BRONX, N.Y.- Wave Hill presents the exhibition Garden Improvement, on view in Glyndor Gallery and on the grounds, on view through August 27. To many visitors Wave Hill is a utopian garden, a place to seek ideas and inspiration for their own homes. Garden Improvement will offer an alternate view of the relationship between people and nature by looking at how a garden is made more inhabitable, personal, and domesticated. The exhibition includes idiosyncratic, humble, do-it-yourself ideas born from artists spirit of invention, rather than by design. Furnishings, equipment, and embellishments that make the garden more comfortable indoors and out will form a bridge from culture to nature. Each project has been created specifically for this exhibition.
Joan Bankemper, Karen Rich Beall, Jimbo Blachly & Lytle Shaw, Laure Drogoul, Charles Goldman, Paula Hayes, Marguerite Kahrl & Paul Ruff, Cassandra Lozano, Catarina Leitão, Philip Ross, Rachel Selekman, Austin Thomas, and Andy Yoder.
OUTDOORS ~ Practical ideas for making the most of your outdoor space. - Joan Bankemper creates a bird observation area with a suite of tractor-part chairs and ornate birdhouses on ornamented poles. These are cast in ceramic from found molds used to make kitschy collectables and employ a 1960s color scheme of turquoise, orange and off-white.
Keeping with the DIY nature of his Public Fountain, Charles Goldman is transporting this solar-powered, portable fountain on foot, from Brooklyn to the Bronx via Broadway. The fountain will be relocated to different parts of the grounds offering visitors a respite from the heat. A video in the gallery charts the transport of the fountain through the City streets.
Conscious of the need to be less reliant on fossil fuels, Marquerite Kahrl and Paul Ruff invented a solar-powered lawn mower made from recycled parts. It will operate regularly to keep the grass and weeds at bay.
Austin Thomas transforms a rustic stone overlook area into Patio Perched, a cluster of stools made out of cast-off Corian® pieces arranged like slabs of flagstone to create a perfect gathering spot for a small group.
In his elegiac work, Timberline, Andy Yoder replaces a plank from each of the tables in Wave Hills picnic area. Drawing attention to trees as a source for garden furniture, half of the planks originate from trees that are prized for furniture but endangered due to de-forestation. Others come from domestic hardwoods being affected by acid rain. Three are from species found at Wave Hill. Each plank bears the trees name, etched by a Vermont memorial company.

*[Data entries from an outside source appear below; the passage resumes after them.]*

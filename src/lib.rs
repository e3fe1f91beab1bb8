// src/lib.rs

pub mod cli;
pub mod config;
pub mod engine;
pub mod errors;
pub mod fs;
pub mod header;
pub mod logging;
pub mod notice;
pub mod relocate;
pub mod types;
pub mod watch;

use std::future::Future;
use std::sync::Arc;

use anyhow::Result;
use tokio::sync::mpsc;
use tracing::{debug, info, warn};

use crate::cli::CliArgs;
use crate::config::{load_effective, ConfigFile};
use crate::engine::{
    spawn_lifecycle_timers, CoreRuntime, RealCandidateBackend, RunExit, Runtime, RuntimeEvent,
    RuntimeOptions,
};
use crate::fs::{FileSystem, RealFileSystem};
use crate::relocate::RelocationEngine;
use crate::watch::{spawn_event_source, StabilityDetector};

/// High-level entry point used by `main.rs`.
///
/// This wires together:
/// - config loading (file + env + flags)
/// - the real filesystem
/// - Ctrl-C handling
pub async fn run(args: CliArgs) -> Result<RunExit> {
    let cfg = load_effective(&args)?;

    if args.dry_run {
        print_dry_run(&cfg);
        return Ok(RunExit::DryRun);
    }

    // Ctrl-C → graceful shutdown.
    let shutdown = async {
        if let Err(e) = tokio::signal::ctrl_c().await {
            warn!(error = %e, "failed to listen for Ctrl+C");
            std::future::pending::<()>().await;
        }
        info!("Ctrl+C received; shutting down");
    };

    run_with(cfg, Arc::new(RealFileSystem), shutdown).await
}

/// Run one watcher lifecycle against `fs` until it reaches a terminal
/// state. `shutdown` resolving requests a clean stop.
///
/// This wires together:
/// - event source (notify or poll)
/// - stability detector / relocation engine backend
/// - heartbeat and global timeout
/// - outcome notification
pub async fn run_with<S>(cfg: ConfigFile, fs: Arc<dyn FileSystem>, shutdown: S) -> Result<RunExit>
where
    S: Future<Output = ()> + Send + 'static,
{
    let request = &cfg.watch;
    info!(
        source = ?request.source_dir,
        pattern = request.matcher.pattern(),
        strategy = ?request.strategy,
        mode = %request.mode,
        timeout = ?request.timeout,
        "starting watcher"
    );

    // Runtime event channel.
    let (rt_tx, rt_rx) = mpsc::channel::<RuntimeEvent>(64);

    let detector = StabilityDetector::new(Arc::clone(&fs), request.quiet_period);
    let engine = RelocationEngine::new(Arc::clone(&fs), detector.clone(), cfg.retry);
    let backend = RealCandidateBackend::new(detector, engine, rt_tx.clone());
    let notifier = notice::from_command(cfg.notify_command.clone());

    // Handles stop their tasks when dropped at the end of this function.
    let _source = spawn_event_source(request, fs, rt_tx.clone())?;
    let _timers = spawn_lifecycle_timers(request.heartbeat, request.timeout, rt_tx.clone());

    let shutdown_task = tokio::spawn(async move {
        shutdown.await;
        let _ = rt_tx.send(RuntimeEvent::ShutdownRequested).await;
    });

    let core = CoreRuntime::new(RuntimeOptions { mode: request.mode });
    let runtime = Runtime::new(core, rt_rx, backend, notifier);
    let exit = runtime.run().await;

    shutdown_task.abort();
    debug!(?exit, "watcher lifecycle finished");
    Ok(exit?)
}

/// Simple dry-run output: the effective configuration.
fn print_dry_run(cfg: &ConfigFile) {
    let w = &cfg.watch;
    println!("routewatch dry-run");
    println!("  watch.source = {}", w.source_dir.display());
    if !w.source_dir.is_dir() {
        println!("      (does not exist yet; will wait for it)");
    }
    println!("  watch.pattern = {}", w.matcher.pattern());
    println!("  watch.strategy = {:?}", w.strategy);
    println!("  watch.poll_interval = {:?}", w.poll_interval);
    println!("  watch.quiet_period = {:?}", w.quiet_period);
    println!("  watch.timeout = {:?}", w.timeout);
    println!("  watch.heartbeat = {:?}", w.heartbeat);
    println!("  watch.mode = {}", w.mode);
    println!();
    println!("  relocate.max_attempts = {}", cfg.retry.max_attempts);
    println!("  relocate.initial_backoff = {:?}", cfg.retry.initial_backoff);
    println!("  relocate.max_backoff = {:?}", cfg.retry.max_backoff);
    if let Some(cmd) = &cfg.notify_command {
        println!("  notify.command = {cmd}");
    }

    debug!("dry-run complete (nothing watched)");
}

INSIDE THE GALLERY, an urbanites response to bringing nature indoors - Karen Rich Beall brings the garden indoors through a new installation that interprets the brugmansia (angels trumpet) found during the summer at the Perkins Visitor Center entrance. Suspended in a stairwell, this vine-like structure is knit by hand and inspired by 19th-century decorative borders and ornament, connecting the natural with the domestic.
Laure Drogoul preserves the scents of plants found at Wave Hill in an olfactory installation or scentorium. Bottled specimens, a distilling device and dried plants form the basis of this collection where visitors can test their sense of smell.
Anticipating growth in compromised environments, Philip Ross exhibits Roundabout, a squat bunker-like indoor planter with mysterious interior growing spaces for flowers and nice smelling herbs. When plugged into the wall, the container acts as a life-support system supplying air, light, water and protection to the plants inside. Another piece, Junior Return, is a small hydroponic sculpture, or self-contained survival capsule, for one living plant.
Catarina Leitãos Private Garden is a portable, tent-like garden. Anthropomorphic in shape, this hybrid garment and tent contains a mysterious interior retreat filled with soft plant-like pillows. Leitão suggests that we manipulate nature to make it more comfortable, accommodating our desire to be closer to the diminishing, often distant natural environment.
In the sunroom, Paula Hayes is arranging a group of rare jewel-like orchids in small silicone, earthen colored planters that she has designed. She cultivates the wild, free relationship between the container and the contained.
Cassandra Lozano transforms the gallerys oval entrance foyer into a glittering grotto with an array of suspended Blossom Bombs lighted globes containing an array of floating flowers.
Rachel Selekmans sun porch installation expands on her interest in the watering can and its function to nourish and aid in growth. She transforms the utilitarian tool by creating multi-spouted cans. Two hang from the ceiling, pouring forth a cascade of roses and silver thread, while a floor-based can extends its tentacles like an octopus.
Jimbo Blachly and Lytle Shaw, working as the Chadwicks, a pair of hack researchers, exhibit a folio, models and artifacts that depict volcano garden follies. They claim that the follies were planned for Wave Hills grounds by resident Bashford Dean in the early part of the 20th Century.